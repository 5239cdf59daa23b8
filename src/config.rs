//! Configuration module.
//!
//! Handles loading, validating, and merging `wallfit.toml`. Configuration is
//! layered: stock defaults are overridden by the config file, which is in
//! turn overridden by command-line flags.
//!
//! ```text
//! stock defaults  →  wallfit.toml  →  CLI flags  →  WallfitConfig::validate()
//! ```
//!
//! ## Config File Location
//!
//! `wallfit.toml` in the working directory is picked up when it exists.
//! `--config FILE` points somewhere else; an explicit path that does not
//! exist is an error.
//!
//! ## Configuration Options
//!
//! ```toml
//! # All options are optional - defaults shown below
//!
//! [layout]
//! monitors = []             # [[width, height], ...] left to right
//! gaps = []                 # px between neighbouring monitors
//! alignment = "center"      # center|left|right|top|bottom|black-bars
//!
//! [output]
//! filter = "catmull-rom"    # nearest|triangle|catmull-rom|gaussian|lanczos3
//! quality = 90              # JPEG/AVIF quality (1-100)
//! ```
//!
//! ## Partial Configuration
//!
//! Config files are sparse. A file that only describes the desk is enough:
//!
//! ```toml
//! [layout]
//! monitors = [[1920, 1080], [2560, 1440]]
//! gaps = [120]
//! ```
//!
//! Unknown keys are rejected to catch typos early.

use crate::align::Alignment;
use crate::error::ConfigurationError;
use crate::imaging::{Quality, ResizeFilter, RustBackend};
use crate::layout::{Monitor, MonitorLayout};
use serde::{Deserialize, Serialize};
use std::fs;
use std::path::Path;
use thiserror::Error;
use tracing::debug;

/// File looked up in the working directory when no `--config` is given.
pub const DEFAULT_CONFIG_FILE: &str = "wallfit.toml";

#[derive(Error, Debug)]
pub enum ConfigError {
    #[error("IO error: {0}")]
    Io(#[from] std::io::Error),
    #[error("TOML parse error: {0}")]
    Toml(#[from] toml::de::Error),
    #[error("TOML serialize error: {0}")]
    Serialize(#[from] toml::ser::Error),
    #[error("Config validation error: {0}")]
    Validation(String),
    #[error("Invalid layout: {0}")]
    Layout(#[from] ConfigurationError),
}

/// Configuration loaded from `wallfit.toml` and the command line.
#[derive(Debug, Clone, Default, PartialEq, Serialize, Deserialize)]
#[serde(default, deny_unknown_fields)]
pub struct WallfitConfig {
    /// Monitor arrangement and alignment policy.
    pub layout: LayoutConfig,
    /// Resampling and encoding settings.
    pub output: OutputConfig,
}

/// Monitor arrangement, left to right.
#[derive(Debug, Clone, Default, PartialEq, Serialize, Deserialize)]
#[serde(default, deny_unknown_fields)]
pub struct LayoutConfig {
    /// Monitor resolutions as `[width, height]` pairs.
    pub monitors: Vec<Monitor>,
    /// Gap in pixels after each monitor but the last.
    pub gaps: Vec<u32>,
    pub alignment: Alignment,
}

#[derive(Debug, Clone, PartialEq, Serialize, Deserialize)]
#[serde(default, deny_unknown_fields)]
pub struct OutputConfig {
    pub filter: ResizeFilter,
    /// Lossy encoding quality (1-100).
    pub quality: u32,
}

impl Default for OutputConfig {
    fn default() -> Self {
        Self {
            filter: ResizeFilter::default(),
            quality: Quality::default().value(),
        }
    }
}

impl WallfitConfig {
    /// Validate config values are within acceptable ranges.
    pub fn validate(&self) -> Result<(), ConfigError> {
        if !(1..=100).contains(&self.output.quality) {
            return Err(ConfigError::Validation(
                "output.quality must be 1-100".into(),
            ));
        }
        self.monitor_layout()?;
        Ok(())
    }

    /// Build the validated monitor arrangement.
    pub fn monitor_layout(&self) -> Result<MonitorLayout, ConfigurationError> {
        MonitorLayout::new(self.layout.monitors.clone(), self.layout.gaps.clone())
    }

    /// Image backend carrying the configured filter and quality.
    pub fn backend(&self) -> RustBackend {
        RustBackend::new()
            .with_filter(self.output.filter)
            .with_quality(Quality::new(self.output.quality))
    }
}

/// Values given on the command line. `None` / empty means "not given".
#[derive(Debug, Clone, Default, PartialEq)]
pub struct Overrides {
    pub monitors: Vec<Monitor>,
    pub gaps: Option<Vec<u32>>,
    pub alignment: Option<Alignment>,
    pub filter: Option<ResizeFilter>,
    pub quality: Option<u32>,
}

impl Overrides {
    /// Sparse TOML overlay holding only the given values.
    ///
    /// Monitors given on the command line describe a new desk, so the file's
    /// gaps are dropped with them unless gaps were given too.
    pub fn to_toml(&self) -> toml::Value {
        let mut layout = toml::Table::new();
        if !self.monitors.is_empty() {
            let monitors = self
                .monitors
                .iter()
                .map(|m| {
                    toml::Value::Array(vec![
                        toml::Value::Integer(i64::from(m.width)),
                        toml::Value::Integer(i64::from(m.height)),
                    ])
                })
                .collect();
            layout.insert("monitors".into(), toml::Value::Array(monitors));
            layout.insert("gaps".into(), gaps_value(self.gaps.as_deref().unwrap_or(&[])));
        } else if let Some(gaps) = &self.gaps {
            layout.insert("gaps".into(), gaps_value(gaps));
        }
        if let Some(alignment) = self.alignment {
            layout.insert("alignment".into(), toml::Value::String(alignment.to_string()));
        }

        let mut output = toml::Table::new();
        if let Some(filter) = self.filter {
            output.insert("filter".into(), toml::Value::String(filter.to_string()));
        }
        if let Some(quality) = self.quality {
            output.insert("quality".into(), toml::Value::Integer(i64::from(quality)));
        }

        let mut root = toml::Table::new();
        if !layout.is_empty() {
            root.insert("layout".into(), toml::Value::Table(layout));
        }
        if !output.is_empty() {
            root.insert("output".into(), toml::Value::Table(output));
        }
        toml::Value::Table(root)
    }
}

fn gaps_value(gaps: &[u32]) -> toml::Value {
    toml::Value::Array(
        gaps.iter()
            .map(|&g| toml::Value::Integer(i64::from(g)))
            .collect(),
    )
}

/// Returns the stock default config as a `toml::Value::Table`.
///
/// This is the base layer for merging user overrides on top.
pub fn stock_defaults_value() -> Result<toml::Value, ConfigError> {
    Ok(toml::Value::try_from(WallfitConfig::default())?)
}

/// Recursively merge `overlay` on top of `base`.
///
/// - Tables are merged key-by-key (overlay keys override base keys).
/// - Non-table values in overlay replace base values entirely.
/// - Keys in base that are not in overlay are preserved.
pub fn merge_toml(base: toml::Value, overlay: toml::Value) -> toml::Value {
    match (base, overlay) {
        (toml::Value::Table(mut base_table), toml::Value::Table(overlay_table)) => {
            for (key, overlay_val) in overlay_table {
                let merged = match base_table.remove(&key) {
                    Some(base_val) => merge_toml(base_val, overlay_val),
                    None => overlay_val,
                };
                base_table.insert(key, merged);
            }
            toml::Value::Table(base_table)
        }
        (_, overlay) => overlay,
    }
}

/// Load a config file as a raw TOML value.
///
/// Returns `Ok(None)` if the file does not exist.
/// Returns `Err` if the file exists but contains invalid TOML.
pub fn load_raw_config(path: &Path) -> Result<Option<toml::Value>, ConfigError> {
    if !path.exists() {
        return Ok(None);
    }
    let content = fs::read_to_string(path)?;
    let value: toml::Value = toml::from_str(&content)?;
    Ok(Some(value))
}

/// Merge overlays onto a base value in order, then deserialize and validate.
pub fn resolve_config(
    base: toml::Value,
    overlays: impl IntoIterator<Item = toml::Value>,
) -> Result<WallfitConfig, ConfigError> {
    let merged = overlays.into_iter().fold(base, merge_toml);
    let config: WallfitConfig = merged.try_into()?;
    config.validate()?;
    Ok(config)
}

/// Load the effective configuration.
///
/// With `path = None` the default `wallfit.toml` is used when present. An
/// explicit path must exist. Command-line overrides are applied last.
pub fn load_config(path: Option<&Path>, overrides: &Overrides) -> Result<WallfitConfig, ConfigError> {
    let file = match path {
        Some(p) => {
            if !p.exists() {
                return Err(ConfigError::Io(std::io::Error::new(
                    std::io::ErrorKind::NotFound,
                    format!("config file not found: {}", p.display()),
                )));
            }
            load_raw_config(p)?
        }
        None => load_raw_config(Path::new(DEFAULT_CONFIG_FILE))?,
    };
    debug!(from_file = file.is_some(), "loading configuration");

    let base = stock_defaults_value()?;
    resolve_config(base, file.into_iter().chain([overrides.to_toml()]))
}

/// Returns a fully-commented stock `wallfit.toml` with all keys and explanations.
///
/// Used by the `gen-config` CLI command.
pub fn stock_config_toml() -> &'static str {
    r##"# wallfit configuration
# =====================
#
# Describes the monitors a wallpaper is stretched across. Every key is
# optional; command-line flags override values set here.

# ---------------------------------------------------------------------------
# Layout
# ---------------------------------------------------------------------------
[layout]
# Monitor resolutions as [width, height], ordered left to right.
# Example: monitors = [[1920, 1080], [2560, 1440], [1920, 1080]]
monitors = []

# Physical gap in pixels between neighbouring monitors (bezels plus air).
# Gap N sits between monitor N and monitor N+1. At most one fewer gap than
# monitors; missing trailing gaps count as zero.
# Example: gaps = [120, 120]
gaps = []

# Which part of the image survives when its aspect ratio differs from the
# combined monitors:
#   "center"      crop evenly from both sides
#   "left"        keep the left edge (image wider than the desk)
#   "right"       keep the right edge (image wider than the desk)
#   "top"         keep the top edge (image taller than the desk)
#   "bottom"      keep the bottom edge (image taller than the desk)
#   "black-bars"  never crop, fill the remainder with black
alignment = "center"

# ---------------------------------------------------------------------------
# Output
# ---------------------------------------------------------------------------
[output]
# Resampling filter used when scaling to the desk:
# "nearest", "triangle", "catmull-rom", "gaussian" or "lanczos3".
filter = "catmull-rom"

# Encoding quality for lossy formats (JPEG, AVIF), 1-100.
quality = 90
"##
}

· · · · ·

→ What you need to do:
Among the entries above, find every line holding "left" and copy it.

→ Answer to this task:
//! monitors = []             # [[width, height], ...] left to right
//! alignment = "center"      # center|left|right|top|bottom|black-bars
/// Monitor arrangement, left to right.
# Monitor resolutions as [width, height], ordered left to right.
#   "left"        keep the left edge (image wider than the desk)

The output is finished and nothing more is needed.